In this study, a novel method was developed for tracing down reactive drug metabolites, the formation of which in the human body constitutes an important health risk as a result of their capability to bind to body proteins and DNA. Clozapine was used as a model because this drug forms both reactive and stable metabolites. Glutathione, which forms complexes with reactive metabolites, was added in order to trap reactive species of clozapine, formed by degradation in an electrochemical cell, thereby mimicking the real drug metabolism process. The method developed is based on the use of reversed-phase HPLC as a chromatographic separation technique and inductively coupled plasma-mass spectrometry (ICP-MS) for monitoring of Cl and S. Via Cl-monitoring, all metabolites of the Cl-containing clozapine can be detected, whereas S-monitoring allows for the detection of the S-containing molecule glutathione and its conjugates with reactive metabolites. The spectral overlap of the signals of 32S+ and 34S+ with those of 16O16O+ and 16O18O+, respectively, was tackled in 2 ways.

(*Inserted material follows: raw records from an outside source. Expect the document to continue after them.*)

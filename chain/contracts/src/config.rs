//! Deployment configuration
//!
//! All fields are fixed at construction. Only the owner may later change,
//! through the bank's ownership transfer entry point.

use bank_types::ids::Address;
use bank_types::numeric::Amount;
use serde::{Deserialize, Serialize};

use crate::errors::BankError;

/// Default maximum age of an oracle sample, in seconds (one hour)
pub const DEFAULT_MAX_ORACLE_AGE_SECS: i64 = 3600;

fn default_max_oracle_age_secs() -> i64 {
    DEFAULT_MAX_ORACLE_AGE_SECS
}

/// Bank deployment parameters
#[derive(Debug, Clone, PartialEq, Eq, Serialize, Deserialize)]
pub struct BankConfig {
    /// Maximum aggregate value held, in native (common) units
    pub bank_cap: Amount,
    /// Maximum value of a single withdrawal, in native units
    pub max_single_withdraw: Amount,
    /// Administrative address
    pub owner: Address,
    /// Custody contract of the token asset
    pub token: Address,
    /// Price feed quoting the token in native units
    pub price_feed: Address,
    /// Staleness threshold for price samples
    #[serde(default = "default_max_oracle_age_secs")]
    pub max_oracle_age_secs: i64,
}

impl BankConfig {
    /// Create a config with the default oracle staleness threshold.
    pub fn new(
        bank_cap: Amount,
        max_single_withdraw: Amount,
        owner: Address,
        token: Address,
        price_feed: Address,
    ) -> Self {
        Self {
            bank_cap,
            max_single_withdraw,
            owner,
            token,
            price_feed,
            max_oracle_age_secs: DEFAULT_MAX_ORACLE_AGE_SECS,
        }
    }

    /// Parse and validate a JSON deployment document.
    pub fn from_json(json: &str) -> Result<Self, BankError> {
        let config: BankConfig =
            serde_json::from_str(json).map_err(|e| BankError::InvalidConfig {
                reason: e.to_string(),
            })?;
        config.validate()?;
        Ok(config)
    }

    /// Check construction preconditions.
    pub fn validate(&self) -> Result<(), BankError> {
        if self.bank_cap < self.max_single_withdraw {
            return Err(BankError::ConstructorPrecondition {
                bank_cap: self.bank_cap,
                max_single_withdraw: self.max_single_withdraw,
            });
        }
        if self.max_oracle_age_secs <= 0 {
            return Err(BankError::InvalidConfig {
                reason: format!(
                    "max_oracle_age_secs must be positive, got {}",
                    self.max_oracle_age_secs
                ),
            });
        }
        Ok(())
    }
}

On one hand, a quadrupole-based ICP-MS instrument, equipped with a dynamic reaction cell, was used. O2 was used as a reaction gas to convert the S+ ions to a sufficient extent into the corresponding SO+ species. This did not yield optimal results, due to pronounced ArC+ signals at mass 48 and 50 upon introduction of methanol into the ICP. On the other hand, a sector-field ICP-MS instrument operated at medium mass resolution permitted interference-free monitoring of the S+-signals. A new type of skimmer cone – termed X-skimmer – was evaluated and its use resulted in a 4-fold increase in the sensitivity in a methanolic environment, providing a limit of detection of 1 μg L−1 for S. The chromatograms obtained via HPLC-SF-ICP-MS permitted differentiation between reactive and stable metabolites. As a result, the method developed looks very promising for the detection of glutathione conjugates and shows potential for their quantification in early stages of drug development when a radiolabeled compound is not yet available.